Trac 0.10 gets stuck after an hour or so

Christian

unread,

Oct 26, 2006, 12:04:38 PM10/26/06

to Trac Users

Hi everyone,

I hope you guys can help me on this, we upgraded to trac 0.10 recently
from 0.9. Since then trac has been quite unstable. What happens is
after some activity trac suddenly dies and you can no longer access it,
the browser times out and the apache process clocks at 100%.
I cannot pinpoint a particular activity that triggers this behavior.

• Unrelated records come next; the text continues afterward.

//! Command line front-end for double-elimination brackets.
//!
//! Brackets live in JSON files; every command reads one, and `build` and
//! `report` write the updated bracket back out.

mod commands;
mod config;

use std::path::{Path, PathBuf};

use anyhow::{Context, Error, bail};
use bracket_engine::tournament::TournamentId;
use config::CliConfig;
use log::info;
use pico_args::Arguments;

const HELP: &str = "\
Build and run double-elimination brackets stored as JSON

USAGE:
  bracket <COMMAND> [OPTIONS]

COMMANDS:
  build       Seed ranked entrants and write a new bracket
  report      Record one match result
  standings   Print records and placements
  playable    Print matches ready to be played

BUILD OPTIONS:
  --entrants   FILE        JSON array of {id, name}, best first  [required]
  --tournament ID          Tournament id stored in the bracket   [default: 1]
  --out        FILE        Output file                           [default: stdout]

REPORT OPTIONS:
  --bracket    FILE        Bracket file                          [required]
  --match      ID          Match id such as W1-2, L3-1 or GF1    [required]
  --winner     ID          Winning competitor id                 [required]
  --loser      ID          Losing competitor id                  [required]
  --score      W-L         Game score, winner first (e.g. 3-1)
  --out        FILE        Output file                           [default: the bracket file]

STANDINGS / PLAYABLE OPTIONS:
  --bracket    FILE        Bracket file                          [required]

FLAGS:
  -h, --help               Print help information

ENVIRONMENT:
  BRACKET_BYE_POLICY       exclude | count       [default: exclude]
  BRACKET_GRAND_FINALS     reset | single        [default: reset]
  BRACKET_PRETTY_JSON      true | false          [default: true]
  BRACKET_MAX_COMPETITORS  Largest entrant list  [default: 1024]
  RUST_LOG                 Log level (e.g. info, debug)
";

fn main() -> Result<(), Error> {
    // Load .env file if it exists
    let _ = dotenvy::dotenv();

    let mut pargs = Arguments::from_env();

    // Help has a higher priority and should be handled separately.
    if pargs.contains(["-h", "--help"]) {
        print!("{HELP}");
        std::process::exit(0);
    }

    env_logger::builder().format_target(false).init();

    let config = CliConfig::from_env()?;

    match pargs.subcommand()?.as_deref() {
        Some("build") => {
            let entrants: PathBuf = pargs.value_from_str("--entrants")?;
            let tournament_id: TournamentId = pargs
                .opt_value_from_str("--tournament")?
                .unwrap_or(1);
            let out: Option<PathBuf> = pargs.opt_value_from_str("--out")?;
            finish_args(pargs)?;

            let bracket = commands::build(&read(&entrants)?, tournament_id, &config)?;
            info!(
                "Built tournament {} with {} competitors ({} playable matches)",
                tournament_id,
                bracket.competitors.len(),
                bracket.playable_matches().len()
            );
            emit(&commands::to_json(&bracket, &config)?, out.as_deref())?;
        }
        Some("report") => {
            let path: PathBuf = pargs.value_from_str("--bracket")?;
            let match_id: String = pargs.value_from_str("--match")?;
            let winner: String = pargs.value_from_str("--winner")?;
            let loser: String = pargs.value_from_str("--loser")?;
            let score: Option<String> = pargs.opt_value_from_str("--score")?;
            let out: Option<PathBuf> = pargs.opt_value_from_str("--out")?;
            finish_args(pargs)?;

            let mut bracket = commands::load(&read(&path)?)?;
            commands::report(&mut bracket, &match_id, &winner, &loser, score.as_deref())?;
            info!("Recorded {}: {} beat {}", match_id, winner, loser);

            let target = out.unwrap_or(path);
            emit(&commands::to_json(&bracket, &config)?, Some(&target))?;
        }
        Some("standings") => {
            let path: PathBuf = pargs.value_from_str("--bracket")?;
            finish_args(pargs)?;

            let bracket = commands::load(&read(&path)?)?;
            print!("{}", commands::render_standings(&bracket));
        }
        Some("playable") => {
            let path: PathBuf = pargs.value_from_str("--bracket")?;
            finish_args(pargs)?;

            let bracket = commands::load(&read(&path)?)?;
            print!("{}", commands::render_playable(&bracket));
        }
        Some(other) => bail!("Unknown command '{}'\n\n{}", other, HELP),
        None => {
            print!("{HELP}");
            std::process::exit(2);
        }
    }

    Ok(())
}

/// Reject arguments nothing consumed
fn finish_args(pargs: Arguments) -> Result<(), Error> {
    let remaining = pargs.finish();
    if !remaining.is_empty() {
        bail!("Unexpected arguments: {:?}", remaining);
    }
    Ok(())
}

fn read(path: &Path) -> Result<String, Error> {
    std::fs::read_to_string(path).with_context(|| format!("Failed to read {}", path.display()))
}

/// Write to a file, or stdout when no file is given
fn emit(contents: &str, out: Option<&Path>) -> Result<(), Error> {
    match out {
        Some(path) => {
            std::fs::write(path, format!("{contents}\n"))
                .with_context(|| format!("Failed to write {}", path.display()))?;
            info!("Wrote {}", path.display());
        }
        None => println!("{contents}"),
    }
    Ok(())
}
//! Double-elimination bracket engine.
//!
//! Three pieces cooperate:
//! - [`seeding`]: assigns seeds and orders first-round slots so top seeds meet late
//! - [`builder`]: constructs the winners, losers and grand finals match graph
//! - [`propagator`]: records results and moves competitors into downstream slots
//!
//! Everything is synchronous and works on an in-memory [`Bracket`]. Callers
//! that share brackets between tasks must serialize writes per tournament;
//! [`crate::tournament::TournamentManager`] does that for in-memory use.
//!
//! ## Example
//!
//! ```
//! use bracket_engine::bracket::{
//!     BracketSide, Entrant, MatchId, MatchReport, assign_seeds, build_bracket,
//! };
//!
//! let competitors = assign_seeds(vec![
//!     Entrant::new("ana", "Ana"),
//!     Entrant::new("bo", "Bo"),
//!     Entrant::new("cy", "Cy"),
//!     Entrant::new("di", "Di"),
//! ])?;
//! let mut bracket = build_bracket(7, &competitors)?;
//! assert_eq!(bracket.round(BracketSide::Winners, 1).len(), 2);
//!
//! bracket.apply_result(&MatchReport::new(MatchId::winners(1, 1), "ana", "di"))?;
//! assert_eq!(
//!     bracket.get_match(&MatchId::winners(2, 1)).unwrap().slot1.competitor(),
//!     Some(&"ana".into())
//! );
//! # Ok::<(), bracket_engine::bracket::BracketError>(())
//! ```

pub mod builder;
pub mod config;
pub mod errors;
pub mod models;
pub mod propagator;
pub mod seeding;
pub mod standings;

pub use builder::{build_bracket, build_bracket_with_config};
pub use config::{BracketConfig, ByePolicy, GrandFinalsMode};
pub use errors::{BracketError, BracketResult};
pub use models::{
    Bracket, BracketSide, Competitor, CompetitorId, Entrant, Match, MatchId, MatchStatus, Outcome,
    Slot, SlotSource,
};
pub use propagator::{MatchReport, report_result};
pub use seeding::{assign_seeds, bracket_size, first_round_pairings, seeding_order};
pub use standings::{CompetitorRecord, record_for, standings};
//! Seed assignment and standard tournament slot ordering.

use super::errors::{BracketError, BracketResult};
use super::models::{Competitor, Entrant};
use std::collections::HashSet;

/// Smallest power of two that fits `count` competitors (at least 2)
pub fn bracket_size(count: usize) -> usize {
    count.max(2).next_power_of_two()
}

/// Seed order of the first-round slots for `count` competitors
///
/// Consecutive pairs are first-round opponents. The list always covers the
/// full bracket size; seeds above `count` are byes. Seeds 1 and 2 land in
/// opposite halves, seeds 1-4 in different quarters, and so on.
///
/// ```
/// use bracket_engine::bracket::seeding_order;
///
/// assert_eq!(seeding_order(8), vec![1, 8, 4, 5, 2, 7, 3, 6]);
/// ```
pub fn seeding_order(count: usize) -> Vec<u32> {
    let size = bracket_size(count);
    let mut order = vec![1u32, 2];

    while order.len() < size {
        let mirror = order.len() as u32 * 2 + 1;
        order = order.iter().flat_map(|&seed| [seed, mirror - seed]).collect();
    }

    order
}

/// First-round pairings as `(slot1 seed, slot2 seed)`
pub fn first_round_pairings(count: usize) -> Vec<(u32, u32)> {
    seeding_order(count)
        .chunks_exact(2)
        .map(|pair| (pair[0], pair[1]))
        .collect()
}

/// Assign seeds 1..=N in the caller's ranking order
///
/// # Errors
///
/// * `InsufficientCompetitors` - fewer than two entrants
/// * `DuplicateCompetitor` - the same id appears twice
pub fn assign_seeds(ranked: Vec<Entrant>) -> BracketResult<Vec<Competitor>> {
    if ranked.len() < 2 {
        return Err(BracketError::InsufficientCompetitors {
            count: ranked.len(),
        });
    }

    let mut seen = HashSet::with_capacity(ranked.len());
    for entrant in &ranked {
        if !seen.insert(&entrant.id) {
            return Err(BracketError::DuplicateCompetitor(entrant.id.clone()));
        }
    }

    Ok(ranked
        .into_iter()
        .zip(1u32..)
        .map(|(entrant, seed)| Competitor {
            id: entrant.id,
            name: entrant.name,
            seed,
        })
        .collect())
}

Anyone experienced a similar issue or has an idea on where to look?

Our 0.9 was very stable and we had it running for many months.

We are running Trac 0.10 on Ubuntu 6.06 with Apache 2.0. We have Trac
sites on sqlite and Postgres (8.1.4).

Thank you

Christian Boos

unread,

Oct 26, 2006, 1:07:16 PM10/26/06

to trac-...@googlegroups.com

Christian wrote:
> Hi everyone,
>
> I hope you guys can help me on this, we upgraded to trac 0.10 recently
> from 0.9. Since then trac has been quite unstable. What happens is
> after some activity trac suddenly dies and you can no longer access it,
> the browser times out and the apache process clocks at 100%.
> I cannot pinpoint a particular activity that triggers this behavior.
>
> Anyone experienced a similar issue or has an idea on where to look?
>

It could be the DB connection pool, for which there's has been a few
fixes done in the trunk.
Please try to apply the following changes:

http://trac.edgewall.org/changeset?new=trunk%2Ftrac%2Fdb%2Fpool.py%403934&old=trunk%2Ftrac%2Fdb%2Fpool.py%403798
http://trac.edgewall.org/changeset?new=trunk%2Ftrac%2Fdb%2Fapi.py%403934&old=trunk%2Ftrac%2Fdb%2Fapi.py%403798

or if you can use the above links, paste the following links in Trac's
search box:

diff:trunk/trac/db/pool.py@3798//trunk/trac/db/pool.py@4039
diff:trunk/trac/db/api.py@3798//trunk/trac/db/api.py@4039

In all cases, select the 'Diff' format at the bottom of the page to get
a usable diff.

Eventually add to this the following changes on the sqlite backend:
http://trac.edgewall.org/changeset/3830

Those changes are likely to go on the 0.10-stable branch quite soon
(even sooner if those changes appear to solved your problem ;) )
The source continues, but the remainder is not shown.